We asked the kids to tell us Noah’s story. It’s another one they’ve heard a hundred times, since they were in the cradle roll class. They overlapped, got elements of the story out of order, but together formed a fairly cohesive and accurate narrative. In past classes, I could tell, they had focused mostly on the colorful aspects of the story—the animals marching slowly, two by two, up the planks as the storm clouds gathered, the dove bringing the olive branch, the rainbow. We decided to focus on the parts of the story that tie it forward, into the Christian story.

Imagine, you are in a desert. It is hot, dry, dusty. It has not rained ever. There are no lakes or seas nearby. Your neighbor tells you he is going to build a boat. What do you say?

The kids agreed that they’d probably laugh at someone who built a boat in the desert, especially before the days when you could tow a boat down the interstate, behind your SUV. “Can you think of anyone else in the Bible who got made fun of?”

“Joseph.”
“Daniel.”

“Jesus.”

“Right. All of God’s people look strange to outsiders. If people don’t think you’re strange, you’re probably not doing as good a job of following Him as you could be.”

We had scavenged several concordances from various church members, and now we distributed them to the kids. “Is this a dictionary?” asked Joshua. We told him that he was close, and explained what a concordance is, and how to use it.

“We’re going to try out the concordances. In the story of Noah, God made the whole earth pure through water. I want to know of other times in the Bible when God purified people or things through water. So let’s try to find them with the concordances. First look up ‘water,’ then try to figure out from the little sentence context they give you, whether that verse might have something to do with purification. If you think it does, look it up in your Bible, and tell us if you were right.” Though no one was particularly enthusiastic, they did their best.

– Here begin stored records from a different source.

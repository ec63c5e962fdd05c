//! Deposit / withdraw protocol
//!
//! Entry: convert, pull tokens, hand them to the venue, mint against the
//! position actually gained. Exit: timelock gate, capacity, allowance, burn,
//! unwind through the venue, pay out. Shares are burned before the venue is
//! touched.

use alloy::primitives::{Address, U256};

use super::Vault;
use crate::chain::{Chain, FungibleLedger};
use crate::contracts::{Deposit, Withdraw};
use crate::engine::{Snapshot, Topology};
use crate::error::{VaultError, VaultResult};
use crate::math::Rounding;
use crate::types::{Inflow, Payout};
use crate::venue::PositionVenue;

impl<V: PositionVenue> Vault<V> {
    /// Deposit `assets` from `caller`, minting shares to `receiver`.
    ///
    /// `assets` is in [`Vault::asset`] units: the lending or staking token,
    /// the single pair token of a single-sided LP vault, or LP tokens whose
    /// backing pair tokens are pulled for a dual-asset vault.
    ///
    /// Fails with `SlippageViolation` if fewer than `min_shares_out` shares
    /// would be minted.
    pub fn deposit(
        &mut self,
        chain: &mut Chain,
        caller: Address,
        receiver: Address,
        assets: U256,
        min_shares_out: U256,
    ) -> VaultResult<U256> {
        self.atomic(chain, |vault, chain| {
            if assets.is_zero() {
                return Err(VaultError::ZeroAssets);
            }
            let max = vault.max_deposit(chain, receiver)?;
            if assets > max {
                return Err(VaultError::CapacityExceeded {
                    requested: assets,
                    max,
                });
            }

            let snapshot = vault.snapshot(chain)?;
            if vault.engine.preview_deposit(&snapshot, assets)?.is_zero() {
                return Err(VaultError::ZeroShares);
            }

            let gained = vault.enter(chain, caller, &snapshot, assets)?;
            let shares = vault
                .engine
                .convert_to_shares(&snapshot, gained, Rounding::Floor)?;
            if shares.is_zero() {
                return Err(VaultError::ZeroShares);
            }
            if shares < min_shares_out {
                return Err(VaultError::SlippageViolation {
                    actual: shares,
                    bound: min_shares_out,
                });
            }

            vault.finish_deposit(chain, caller, receiver, assets, shares)?;
            Ok(shares)
        })
    }

    /// Mint exactly `shares` to `receiver`, pulling the required assets from
    /// `caller`.
    ///
    /// Fails with `SlippageViolation` if that takes more than `max_assets_in`.
    pub fn mint(
        &mut self,
        chain: &mut Chain,
        caller: Address,
        receiver: Address,
        shares: U256,
        max_assets_in: U256,
    ) -> VaultResult<U256> {
        self.atomic(chain, |vault, chain| {
            if shares.is_zero() {
                return Err(VaultError::ZeroShares);
            }
            let max = vault.max_mint(chain, receiver)?;
            if shares > max {
                return Err(VaultError::CapacityExceeded {
                    requested: shares,
                    max,
                });
            }

            let snapshot = vault.snapshot(chain)?;
            let assets = vault.engine.preview_mint(&snapshot, shares)?;
            if assets.is_zero() {
                return Err(VaultError::ZeroAssets);
            }
            if assets > max_assets_in {
                return Err(VaultError::SlippageViolation {
                    actual: assets,
                    bound: max_assets_in,
                });
            }

            let required = vault
                .engine
                .convert_to_assets(&snapshot, shares, Rounding::Ceiling)?;
            let gained = vault.enter(chain, caller, &snapshot, assets)?;
            if gained < required {
                return Err(VaultError::SlippageViolation {
                    actual: gained,
                    bound: required,
                });
            }

            vault.finish_deposit(chain, caller, receiver, assets, shares)?;
            Ok(assets)
        })
    }

    /// Burn `owner`'s shares to pay out `assets` to `receiver`.
    ///
    /// `assets` is in the same deposit-token units as [`Vault::deposit`].
    ///
    /// For single-asset payouts `min_amount_out` bounds the tokens actually
    /// received; for dual-asset vaults it bounds the LP unwound, and each
    /// token leg is protected by the liquidity slippage tolerance.
    pub fn withdraw(
        &mut self,
        chain: &mut Chain,
        caller: Address,
        receiver: Address,
        owner: Address,
        assets: U256,
        min_amount_out: U256,
    ) -> VaultResult<U256> {
        self.atomic(chain, |vault, chain| {
            if assets.is_zero() {
                return Err(VaultError::ZeroAssets);
            }
            let snapshot = vault.snapshot(chain)?;
            let units = vault.engine.position_for_payout(&snapshot, assets)?;
            let shares = vault
                .engine
                .convert_to_shares(&snapshot, units, Rounding::Ceiling)?;
            if shares.is_zero() {
                return Err(VaultError::ZeroShares);
            }

            vault.exit(chain, caller, receiver, owner, shares, units, min_amount_out)?;
            Ok(shares)
        })
    }

    /// Burn exactly `shares` of `owner`, paying the proceeds to `receiver`
    pub fn redeem(
        &mut self,
        chain: &mut Chain,
        caller: Address,
        receiver: Address,
        owner: Address,
        shares: U256,
        min_amount_out: U256,
    ) -> VaultResult<U256> {
        self.atomic(chain, |vault, chain| {
            if shares.is_zero() {
                return Err(VaultError::ZeroShares);
            }
            let snapshot = vault.snapshot(chain)?;
            let units = vault
                .engine
                .convert_to_assets(&snapshot, shares, Rounding::Floor)?;
            if vault.engine.payout_for_position(&snapshot, units)?.is_zero() {
                return Err(VaultError::ZeroAssets);
            }

            vault.exit(chain, caller, receiver, owner, shares, units, min_amount_out)
        })
    }

    /// Tokens a depositor supplies for `assets` of accounting asset
    fn inflow_for(&self, snapshot: &Snapshot, assets: U256) -> VaultResult<Inflow> {
        match self.engine.topology {
            Topology::DualAssetLp => {
                let reserves = snapshot
                    .pool
                    .as_ref()
                    .ok_or(VaultError::InvalidParameter("dual-asset vault without a pool"))?;
                let (amount0, amount1) = self.engine.tokens_to_deposit(reserves, assets)?;
                if amount0.is_zero() || amount1.is_zero() {
                    return Err(VaultError::ZeroAssets);
                }
                Ok(Inflow::Pair { amount0, amount1 })
            }
            Topology::Rebasing | Topology::SingleLpToken => Ok(Inflow::Single(assets)),
        }
    }

    /// Pull the deposit and put it to work, returning position units gained
    fn enter(
        &mut self,
        chain: &mut Chain,
        caller: Address,
        snapshot: &Snapshot,
        assets: U256,
    ) -> VaultResult<U256> {
        let inflow = self.inflow_for(snapshot, assets)?;
        self.venue.pull(chain, self.address, caller, inflow)?;
        self.venue.on_deposit(chain, self.hook_context(caller), inflow)
    }

    fn finish_deposit(
        &mut self,
        chain: &mut Chain,
        caller: Address,
        receiver: Address,
        assets: U256,
        shares: U256,
    ) -> VaultResult<()> {
        self.shares.mint(receiver, shares)?;
        chain.emit(
            self.address,
            &Deposit {
                sender: caller,
                owner: receiver,
                assets,
                shares,
            },
        );
        tracing::info!(
            "Deposit into {}: caller={} receiver={} assets={} shares={}",
            self.address,
            caller,
            receiver,
            assets,
            shares
        );
        Ok(())
    }

    /// Shared exit path; returns the accounting-asset amount paid out
    #[allow(clippy::too_many_arguments)]
    fn exit(
        &mut self,
        chain: &mut Chain,
        caller: Address,
        receiver: Address,
        owner: Address,
        shares: U256,
        units: U256,
        min_amount_out: U256,
    ) -> VaultResult<U256> {
        self.settle_exit(chain, caller, owner, shares)?;

        let payout = self
            .venue
            .on_withdraw(chain, self.hook_context(owner), units)?;
        let assets = match payout {
            Payout::Single { amount, .. } => amount,
            Payout::Pair { .. } => units,
        };
        if assets < min_amount_out {
            return Err(VaultError::SlippageViolation {
                actual: assets,
                bound: min_amount_out,
            });
        }

        chain.emit(
            self.address,
            &Withdraw {
                sender: caller,
                receiver,
                owner,
                assets,
                shares,
            },
        );
        self.pay(chain, receiver, payout)?;

        tracing::info!(
            "Withdraw from {}: caller={} receiver={} owner={} assets={} shares={}",
            self.address,
            caller,
            receiver,
            owner,
            assets,
            shares
        );
        Ok(assets)
    }

    /// Every check and share-side effect of an exit, done before the venue is
    /// called: unlock gate, capacity, allowance, burn, request consumed
    fn settle_exit(
        &mut self,
        chain: &Chain,
        caller: Address,
        owner: Address,
        shares: U256,
    ) -> VaultResult<()> {
        self.check_unlock(chain, owner, shares)?;

        let max = self.max_redeem(chain, owner)?;
        if shares > max {
            return Err(VaultError::CapacityExceeded {
                requested: shares,
                max,
            });
        }

        if caller != owner {
            self.shares.spend_allowance(owner, caller, shares)?;
        }
        self.shares.burn(owner, shares)?;
        self.unlock_requests.remove(&owner);
        Ok(())
    }

    fn pay(&self, chain: &mut Chain, receiver: Address, payout: Payout) -> VaultResult<()> {
        match payout {
            Payout::Single { token, amount } => chain.transfer(token, self.address, receiver, amount),
            Payout::Pair {
                token0,
                amount0,
                token1,
                amount1,
            } => {
                chain.transfer(token0, self.address, receiver, amount0)?;
                chain.transfer(token1, self.address, receiver, amount1)
            }
        }
    }
}
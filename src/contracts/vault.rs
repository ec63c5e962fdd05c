//! Vault events (ERC-4626 plus timelock and harvest extensions)

use alloy::sol;

sol! {
    /// Emitted on deposit and mint
    #[derive(Debug, PartialEq, Eq)]
    event Deposit(address indexed sender, address indexed owner, uint256 assets, uint256 shares);

    /// Emitted on withdraw and redeem
    #[derive(Debug, PartialEq, Eq)]
    event Withdraw(
        address indexed sender,
        address indexed receiver,
        address indexed owner,
        uint256 assets,
        uint256 shares
    );

    /// Emitted when an owner earmarks shares for a timelocked exit
    #[derive(Debug, PartialEq, Eq)]
    event UnlockRequested(address indexed owner, uint256 id, uint256 shares, uint64 startedAt);

    /// Emitted when a pending unlock request is dropped
    #[derive(Debug, PartialEq, Eq)]
    event UnlockCancelled(address indexed owner, uint256 id);

    /// Emitted after rewards are claimed, swapped and compounded
    #[derive(Debug, PartialEq, Eq)]
    event Harvest(
        address indexed caller,
        uint256 claimed,
        uint256 swapped,
        uint256 callerReward,
        uint256 reinvested
    );

    /// Emitted when the manager sets the reward liquidation route
    #[derive(Debug, PartialEq, Eq)]
    event RouteSet(address indexed intermediateToken, address pair1, address pair2);

    /// Emitted when the manager changes the minimum claim for a harvest
    #[derive(Debug, PartialEq, Eq)]
    event MinTokensToHarvestUpdated(uint256 minTokens);

    /// Emitted when the manager changes the harvest incentive
    #[derive(Debug, PartialEq, Eq)]
    event ReinvestRewardBpsUpdated(uint16 bps);
}
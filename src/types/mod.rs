//! Type definitions for the vault engine

pub mod pool;
pub mod vault;

pub use pool::*;
pub use vault::*;
//! ERC20 contract bindings

use alloy::sol;

sol! {
    /// Read-only slice of the ERC20 interface
    #[sol(rpc)]
    interface IERC20 {
        /// Returns the symbol of the token
        function symbol() external view returns (string memory);

        /// Returns the decimals of the token
        function decimals() external view returns (uint8);

        /// Returns the total supply of the token
        function totalSupply() external view returns (uint256);

        /// Returns the balance of an account
        function balanceOf(address account) external view returns (uint256);
    }
}
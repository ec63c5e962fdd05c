//! Pool and venue snapshots

use alloy::primitives::{Address, U256};
use serde::{Deserialize, Serialize};

use crate::error::{VaultError, VaultResult};

/// Live reserves of a constant-product pair.
///
/// Never stored by a vault: it is read from the pool on every call.
#[derive(Debug, Clone, Copy, PartialEq, Eq, Serialize, Deserialize)]
pub struct PairReserves {
    pub pair: Address,
    pub token0: Address,
    pub token1: Address,
    pub reserve0: U256,
    pub reserve1: U256,
    /// Total supply of the pair's LP token
    pub total_supply: U256,
}

impl PairReserves {
    /// The counterpart of `token` in this pair
    pub fn other(&self, token: Address) -> VaultResult<Address> {
        if token == self.token0 {
            Ok(self.token1)
        } else if token == self.token1 {
            Ok(self.token0)
        } else {
            Err(VaultError::UnknownToken(token))
        }
    }

    /// Reserves ordered as `(reserve of token, reserve of its counterpart)`
    pub fn oriented(&self, token: Address) -> VaultResult<(U256, U256)> {
        if token == self.token0 {
            Ok((self.reserve0, self.reserve1))
        } else if token == self.token1 {
            Ok((self.reserve1, self.reserve0))
        } else {
            Err(VaultError::UnknownToken(token))
        }
    }

    pub fn contains(&self, token: Address) -> bool {
        token == self.token0 || token == self.token1
    }
}

/// Operational state of a lending reserve
#[derive(Debug, Clone, Copy, PartialEq, Eq, Serialize, Deserialize)]
pub struct ReserveStatus {
    pub active: bool,
    pub frozen: bool,
    pub paused: bool,
    /// Maximum total receipt supply, `None` for uncapped
    pub supply_cap: Option<U256>,
    /// Underlying cash the pool can pay out right now
    pub available_liquidity: U256,
}

impl ReserveStatus {
    /// New deposits are accepted
    pub fn accepts_deposits(&self) -> bool {
        self.active && !self.frozen && !self.paused
    }

    /// Withdrawals are processed (frozen reserves still allow exits)
    pub fn allows_withdrawals(&self) -> bool {
        self.active && !self.paused
    }
}

#[cfg(test)]
mod tests {
    use super::*;

    fn reserves() -> PairReserves {
        PairReserves {
            pair: Address::repeat_byte(0xaa),
            token0: Address::repeat_byte(0x01),
            token1: Address::repeat_byte(0x02),
            reserve0: U256::from(10u64),
            reserve1: U256::from(20u64),
            total_supply: U256::from(14u64),
        }
    }

    #[test]
    fn test_oriented() {
        let r = reserves();
        assert_eq!(r.oriented(r.token0).unwrap(), (U256::from(10u64), U256::from(20u64)));
        assert_eq!(r.oriented(r.token1).unwrap(), (U256::from(20u64), U256::from(10u64)));
        assert_eq!(r.other(r.token0).unwrap(), r.token1);
        assert!(r.oriented(Address::ZERO).is_err());
    }

    #[test]
    fn test_reserve_status_flags() {
        let mut status = ReserveStatus {
            active: true,
            frozen: false,
            paused: false,
            supply_cap: None,
            available_liquidity: U256::ZERO,
        };
        assert!(status.accepts_deposits());
        status.frozen = true;
        assert!(!status.accepts_deposits());
        assert!(status.allows_withdrawals());
        status.paused = true;
        assert!(!status.allows_withdrawals());
    }
}
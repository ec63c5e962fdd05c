//! ABI declarations: vault events and the token/pair interfaces read over RPC

pub mod erc20;
pub mod pair;
pub mod vault;

pub use erc20::*;
pub use pair::*;
pub use vault::*;
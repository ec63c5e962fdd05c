//! Vault types for user-facing API

use alloy::primitives::{Address, U256};
use serde::{Deserialize, Serialize};

/// Pending request to unlock shares from a timelocked vault
#[derive(Debug, Clone, Copy, PartialEq, Eq, Serialize, Deserialize)]
pub struct UnlockRequest {
    /// Monotonic request id, unique per vault
    pub id: u64,
    /// Block timestamp at which the cooldown started
    pub started_at: u64,
    /// Shares reserved for the exit
    pub shares: U256,
}

impl UnlockRequest {
    /// First timestamp at which the reserved shares may be withdrawn
    pub fn unlocks_at(&self, lock_period: u64) -> u64 {
        self.started_at.saturating_add(lock_period)
    }

    /// Whether the cooldown has fully elapsed at `now`
    pub fn is_mature(&self, now: u64, lock_period: u64) -> bool {
        now >= self.unlocks_at(lock_period)
    }
}

/// Path used to liquidate harvested reward tokens into the vault asset.
///
/// When `intermediate_token` is the vault asset itself the route is a single
/// hop through `pair1`; otherwise rewards go reward -> intermediate through
/// `pair1`, then intermediate -> asset through `pair2`.
#[derive(Debug, Clone, Copy, PartialEq, Eq, Serialize, Deserialize)]
pub struct SwapRoute {
    pub intermediate_token: Address,
    pub pair1: Address,
    pub pair2: Address,
}

impl SwapRoute {
    /// Single hop straight into `asset`
    pub fn direct(asset: Address, pair: Address) -> Self {
        Self {
            intermediate_token: asset,
            pair1: pair,
            pair2: Address::ZERO,
        }
    }

    /// Two hops through `intermediate`
    pub fn via(intermediate: Address, pair1: Address, pair2: Address) -> Self {
        Self {
            intermediate_token: intermediate,
            pair1,
            pair2,
        }
    }

    pub fn is_single_hop(&self, asset: Address) -> bool {
        self.intermediate_token == asset
    }
}

/// Tokens pulled from a depositor, in venue terms
#[derive(Debug, Clone, Copy, PartialEq, Eq)]
pub enum Inflow {
    /// One token: the vault asset
    Single(U256),
    /// Both sides of a pair, ordered as the pair's token0 / token1
    Pair { amount0: U256, amount1: U256 },
}

/// Tokens released by a venue on exit
#[derive(Debug, Clone, Copy, PartialEq, Eq, Serialize, Deserialize)]
pub enum Payout {
    Single { token: Address, amount: U256 },
    Pair {
        token0: Address,
        amount0: U256,
        token1: Address,
        amount1: U256,
    },
}

/// Holder's position in a vault
#[derive(Debug, Clone, Copy, PartialEq, Eq, Serialize, Deserialize)]
pub struct VaultPosition {
    /// Share balance
    pub shares: U256,
    /// Equivalent value in vault accounting units
    pub assets: U256,
    /// Shares reserved by a pending unlock request
    pub earmarked: U256,
}

impl VaultPosition {
    /// Shares that can move freely
    pub fn free_shares(&self) -> U256 {
        self.shares.saturating_sub(self.earmarked)
    }
}
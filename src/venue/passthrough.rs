//! Pass-through custody of a staking derivative

use alloy::primitives::{Address, U256};

use super::{HookContext, PositionVenue};
use crate::chain::Chain;
use crate::engine::Topology;
use crate::error::{VaultError, VaultResult};
use crate::types::{Inflow, Payout};

/// The vault simply holds the token; yield arrives by rebasing or by
/// compounded rewards
#[derive(Debug, Clone, PartialEq, Eq)]
pub struct PassThrough {
    pub token: Address,
}

impl PassThrough {
    pub fn new(token: Address) -> Self {
        Self { token }
    }
}

impl PositionVenue for PassThrough {
    fn topology(&self) -> Topology {
        Topology::Rebasing
    }

    fn asset(&self) -> Address {
        self.token
    }

    fn position_token(&self) -> Address {
        self.token
    }

    fn on_deposit(&self, _chain: &mut Chain, _ctx: HookContext, inflow: Inflow) -> VaultResult<U256> {
        match inflow {
            Inflow::Single(amount) => Ok(amount),
            Inflow::Pair { .. } => Err(VaultError::InvalidParameter(
                "pass-through venue takes a single asset",
            )),
        }
    }

    fn on_withdraw(&self, _chain: &mut Chain, _ctx: HookContext, units: U256) -> VaultResult<Payout> {
        Ok(Payout::Single {
            token: self.token,
            amount: units,
        })
    }
}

The concordances weren’t all keyed to the same translations that they had, and Joshua got stuck with a severely lacking concordance. Still, they began to understand, and to make discoveries in their Bibles with this new tool.

David found the passage that ties the Old Testament to the New: “who disobeyed long ago when God waited patiently in the days of Noah while the ark was being built. In it only a few people, eight in all, were saved through water, and this water symbolizes baptism that now saves you also—not the removal of dirt from the body but the pledge of a good conscience toward God. It saves you by the resurrection of Jesus Christ.” (1 Pet 3:20-21).

We finished, as the story generally does, with the rainbow. None of the kids knew what a covenant was, and we tried to explain it. “It’s partly like a promise, and partly like a legal contract. It’s a promise that is very hard to break. So, in this story, God is promising that he won’t destroy the world through water again. Another example of a covenant is a marriage vow. Baptism is a covenant too. All these covenants have one thing in common—a sign. The rainbow, a wedding ring, water. These signs are to remind us of the promises we’ve made. When I see a rainbow, I remember God’s promise. When I take off my wedding ring to avoid losing it in my bread dough, I remember the promises I made to JC. When someone in our church gets baptized, I am reminded of my own baptism, and the promises I made to God then. We’re going to be talking a lot about covenants, so I hope you remember this.”